**Work item:**
Repeat every line of the data verbatim.

Data entries:
= Beginning of Section =

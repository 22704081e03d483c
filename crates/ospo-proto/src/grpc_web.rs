//! gRPC-Web framing (binary mode).
//!
//! Every frame is `flag: u8 | length: u32 big-endian | payload`. Flag `0x00`
//! carries a protobuf message; flag `0x80` carries trailers as HTTP/1-style
//! `key: value\r\n` lines. Compressed frames (`0x01`) are not supported.

use crate::{ProtoError, ProtoResult};

use std::panic::Location;

use bytes::{Buf, BufMut, Bytes, BytesMut};
use error_location::ErrorLocation;
use prost::Message;

pub const CONTENT_TYPE: &str = "application/grpc-web+proto";
pub const FRAME_HEADER_LEN: usize = 5;
pub const DATA_FLAG: u8 = 0x00;
pub const TRAILER_FLAG: u8 = 0x80;

pub const STATUS_HEADER: &str = "grpc-status";
pub const MESSAGE_HEADER: &str = "grpc-message";

/// gRPC status code 0
pub const STATUS_OK: i32 = 0;

#[derive(Debug, Clone, PartialEq, Eq)]
pub enum Frame {
    Data(Bytes),
    Trailers(Trailers),
}

/// Trailer metadata. Keys are lower-cased.
#[derive(Debug, Clone, Default, PartialEq, Eq)]
pub struct Trailers {
    entries: Vec<(String, String)>,
}

impl Trailers {
    pub fn parse(block: &[u8]) -> Self {
        let text = String::from_utf8_lossy(block);
        let entries = text
            .lines()
            .filter_map(|line| {
                let (key, value) = line.split_once(':')?;
                let key = key.trim();
                if key.is_empty() {
                    return None;
                }
                Some((key.to_ascii_lowercase(), value.trim().to_string()))
            })
            .collect();

        Self { entries }
    }

    pub fn insert(&mut self, key: &str, value: impl Into<String>) {
        self.entries.push((key.to_ascii_lowercase(), value.into()));
    }

    pub fn get(&self, key: &str) -> Option<&str> {
        let key = key.to_ascii_lowercase();
        self.entries
            .iter()
            .find(|(k, _)| *k == key)
            .map(|(_, v)| v.as_str())
    }

    /// The call outcome, if the trailers carried one
    pub fn status(&self) -> Option<GrpcStatus> {
        let code = self.get(STATUS_HEADER)?.parse().ok()?;
        Some(GrpcStatus {
            code,
            message: self.get(MESSAGE_HEADER).unwrap_or_default().to_string(),
        })
    }

    pub fn is_empty(&self) -> bool {
        self.entries.is_empty()
    }

    /// Serialize as a trailer frame payload
    pub fn to_block(&self) -> Bytes {
        let mut block = BytesMut::new();
        for (key, value) in &self.entries {
            block.put_slice(key.as_bytes());
            block.put_slice(b": ");
            block.put_slice(value.as_bytes());
            block.put_slice(b"\r\n");
        }
        block.freeze()
    }
}

/// `grpc-status` / `grpc-message` pair
#[derive(Debug, Clone, PartialEq, Eq)]
pub struct GrpcStatus {
    pub code: i32,
    pub message: String,
}

impl GrpcStatus {
    pub fn is_ok(&self) -> bool {
        self.code == STATUS_OK
    }
}

/// Decoded body of a unary call
#[derive(Debug, Clone, PartialEq)]
pub struct UnaryResponse<M> {
    pub message: Option<M>,
    pub trailers: Trailers,
}

/// Wrap one message in a data frame
#[track_caller]
pub fn encode_message<M: Message>(message: &M) -> ProtoResult<Bytes> {
    let payload = message.encode_to_vec();
    encode_frame(DATA_FLAG, &payload)
}

/// Wrap a trailer block in a trailer frame
#[track_caller]
pub fn encode_trailers(trailers: &Trailers) -> ProtoResult<Bytes> {
    encode_frame(TRAILER_FLAG, &trailers.to_block())
}

#[track_caller]
fn encode_frame(flag: u8, payload: &[u8]) -> ProtoResult<Bytes> {
    let len = u32::try_from(payload.len()).map_err(|_| ProtoError::FrameTooLarge {
        len: payload.len(),
        location: ErrorLocation::from(Location::caller()),
    })?;

    let mut frame = BytesMut::with_capacity(FRAME_HEADER_LEN + payload.len());
    frame.put_u8(flag);
    frame.put_u32(len);
    frame.put_slice(payload);
    Ok(frame.freeze())
}

/// Split a response body into frames
#[track_caller]
pub fn decode_frames(mut body: Bytes) -> ProtoResult<Vec<Frame>> {
    let mut frames = Vec::new();

    while body.has_remaining() {
        if body.remaining() < FRAME_HEADER_LEN {
            return Err(ProtoError::TruncatedFrame {
                message: format!("{} header bytes, need {}", body.remaining(), FRAME_HEADER_LEN),
                location: ErrorLocation::from(Location::caller()),
            });
        }

        let flag = body.get_u8();
        let len = body.get_u32() as usize;

        if body.remaining() < len {
            return Err(ProtoError::TruncatedFrame {
                message: format!("payload has {} bytes, header says {}", body.remaining(), len),
                location: ErrorLocation::from(Location::caller()),
            });
        }

        let payload = body.split_to(len);

        match flag {
            DATA_FLAG => frames.push(Frame::Data(payload)),
            f if f & TRAILER_FLAG != 0 => frames.push(Frame::Trailers(Trailers::parse(&payload))),
            other => {
                return Err(ProtoError::UnsupportedFlag {
                    flag: other,
                    location: ErrorLocation::from(Location::caller()),
                });
            }
        }
    }

    Ok(frames)
}

/// Decode a unary response: the first data frame plus merged trailers
#[track_caller]
pub fn decode_unary<M: Message + Default>(body: Bytes) -> ProtoResult<UnaryResponse<M>> {
    let mut message = None;
    let mut trailers = Trailers::default();

    for frame in decode_frames(body)? {
        match frame {
            Frame::Data(payload) if message.is_none() => {
                let decoded = M::decode(payload).map_err(|e| ProtoError::Decode {
                    source: e,
                    location: ErrorLocation::from(Location::caller()),
                })?;
                message = Some(decoded);
            }
            Frame::Data(_) => {}
            Frame::Trailers(block) => trailers.entries.extend(block.entries),
        }
    }

    Ok(UnaryResponse { message, trailers })
}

= End of Section =

**Written response:**
repository 22704081e03d483c
filename crates/ospo-proto/src/grpc_web.rs
//! gRPC-Web framing (binary mode).
//!
//! Every frame is `flag: u8 | length: u32 big-endian | payload`. Flag `0x00`
//! carries a protobuf message; flag `0x80` carries trailers as HTTP/1-style
//! `key: value\r\n` lines. Compressed frames (`0x01`) are not supported.

use crate::{ProtoError, ProtoResult};

use std::panic::Location;

use bytes::{Buf, BufMut, Bytes, BytesMut};
use error_location::ErrorLocation;
use prost::Message;

pub const CONTENT_TYPE: &str = "application/grpc-web+proto";
pub const FRAME_HEADER_LEN: usize = 5;
pub const DATA_FLAG: u8 = 0x00;
pub const TRAILER_FLAG: u8 = 0x80;

pub const STATUS_HEADER: &str = "grpc-status";
pub const MESSAGE_HEADER: &str = "grpc-message";

/// gRPC status code 0
pub const STATUS_OK: i32 = 0;

#[derive(Debug, Clone, PartialEq, Eq)]
pub enum Frame {
    Data(Bytes),
    Trailers(Trailers),
}

/// Trailer metadata. Keys are lower-cased.
#[derive(Debug, Clone, Default, PartialEq, Eq)]
pub struct Trailers {
    entries: Vec<(String, String)>,
}

impl Trailers {
    pub fn parse(block: &[u8]) -> Self {
        let text = String::from_utf8_lossy(block);
        let entries = text
            .lines()
            .filter_map(|line| {
                let (key, value) = line.split_once(':')?;
                let key = key.trim();
                if key.is_empty() {
                    return None;
                }
                Some((key.to_ascii_lowercase(), value.trim().to_string()))
            })
            .collect();

        Self { entries }
    }

    pub fn insert(&mut self, key: &str, value: impl Into<String>) {
        self.entries.push((key.to_ascii_lowercase(), value.into()));
    }

    pub fn get(&self, key: &str) -> Option<&str> {
        let key = key.to_ascii_lowercase();
        self.entries
            .iter()
            .find(|(k, _)| *k == key)
            .map(|(_, v)| v.as_str())
    }

    /// The call outcome, if the trailers carried one
    pub fn status(&self) -> Option<GrpcStatus> {
        let code = self.get(STATUS_HEADER)?.parse().ok()?;
        Some(GrpcStatus {
            code,
            message: self.get(MESSAGE_HEADER).unwrap_or_default().to_string(),
        })
    }

    pub fn is_empty(&self) -> bool {
        self.entries.is_empty()
    }

    /// Serialize as a trailer frame payload
    pub fn to_block(&self) -> Bytes {
        let mut block = BytesMut::new();
        for (key, value) in &self.entries {
            block.put_slice(key.as_bytes());
            block.put_slice(b": ");
            block.put_slice(value.as_bytes());
            block.put_slice(b"\r\n");
        }
        block.freeze()
    }
}

/// `grpc-status` / `grpc-message` pair
#[derive(Debug, Clone, PartialEq, Eq)]
pub struct GrpcStatus {
    pub code: i32,
    pub message: String,
}

impl GrpcStatus {
    pub fn is_ok(&self) -> bool {
        self.code == STATUS_OK
    }
}

/// Decoded body of a unary call
#[derive(Debug, Clone, PartialEq)]
pub struct UnaryResponse<M> {
    pub message: Option<M>,
    pub trailers: Trailers,
}

/// Wrap one message in a data frame
#[track_caller]
pub fn encode_message<M: Message>(message: &M) -> ProtoResult<Bytes> {
    let payload = message.encode_to_vec();
    encode_frame(DATA_FLAG, &payload)
}

/// Wrap a trailer block in a trailer frame
#[track_caller]
pub fn encode_trailers(trailers: &Trailers) -> ProtoResult<Bytes> {
    encode_frame(TRAILER_FLAG, &trailers.to_block())
}

#[track_caller]
fn encode_frame(flag: u8, payload: &[u8]) -> ProtoResult<Bytes> {
    let len = u32::try_from(payload.len()).map_err(|_| ProtoError::FrameTooLarge {
        len: payload.len(),
        location: ErrorLocation::from(Location::caller()),
    })?;

    let mut frame = BytesMut::with_capacity(FRAME_HEADER_LEN + payload.len());
    frame.put_u8(flag);
    frame.put_u32(len);
    frame.put_slice(payload);
    Ok(frame.freeze())
}

/// Split a response body into frames
#[track_caller]
pub fn decode_frames(mut body: Bytes) -> ProtoResult<Vec<Frame>> {
    let mut frames = Vec::new();

    while body.has_remaining() {
        if body.remaining() < FRAME_HEADER_LEN {
            return Err(ProtoError::TruncatedFrame {
                message: format!("{} header bytes, need {}", body.remaining(), FRAME_HEADER_LEN),
                location: ErrorLocation::from(Location::caller()),
            });
        }

        let flag = body.get_u8();
        let len = body.get_u32() as usize;

        if body.remaining() < len {
            return Err(ProtoError::TruncatedFrame {
                message: format!("payload has {} bytes, header says {}", body.remaining(), len),
                location: ErrorLocation::from(Location::caller()),
            });
        }

        let payload = body.split_to(len);

        match flag {
            DATA_FLAG => frames.push(Frame::Data(payload)),
            f if f & TRAILER_FLAG != 0 => frames.push(Frame::Trailers(Trailers::parse(&payload))),
            other => {
                return Err(ProtoError::UnsupportedFlag {
                    flag: other,
                    location: ErrorLocation::from(Location::caller()),
                });
            }
        }
    }

    Ok(frames)
}

/// Decode a unary response: the first data frame plus merged trailers
#[track_caller]
pub fn decode_unary<M: Message + Default>(body: Bytes) -> ProtoResult<UnaryResponse<M>> {
    let mut message = None;
    let mut trailers = Trailers::default();

    for frame in decode_frames(body)? {
        match frame {
            Frame::Data(payload) if message.is_none() => {
                let decoded = M::decode(payload).map_err(|e| ProtoError::Decode {
                    source: e,
                    location: ErrorLocation::from(Location::caller()),
                })?;
                message = Some(decoded);
            }
            Frame::Data(_) => {}
            Frame::Trailers(block) => trailers.entries.extend(block.entries),
        }
    }

    Ok(UnaryResponse { message, trailers })
}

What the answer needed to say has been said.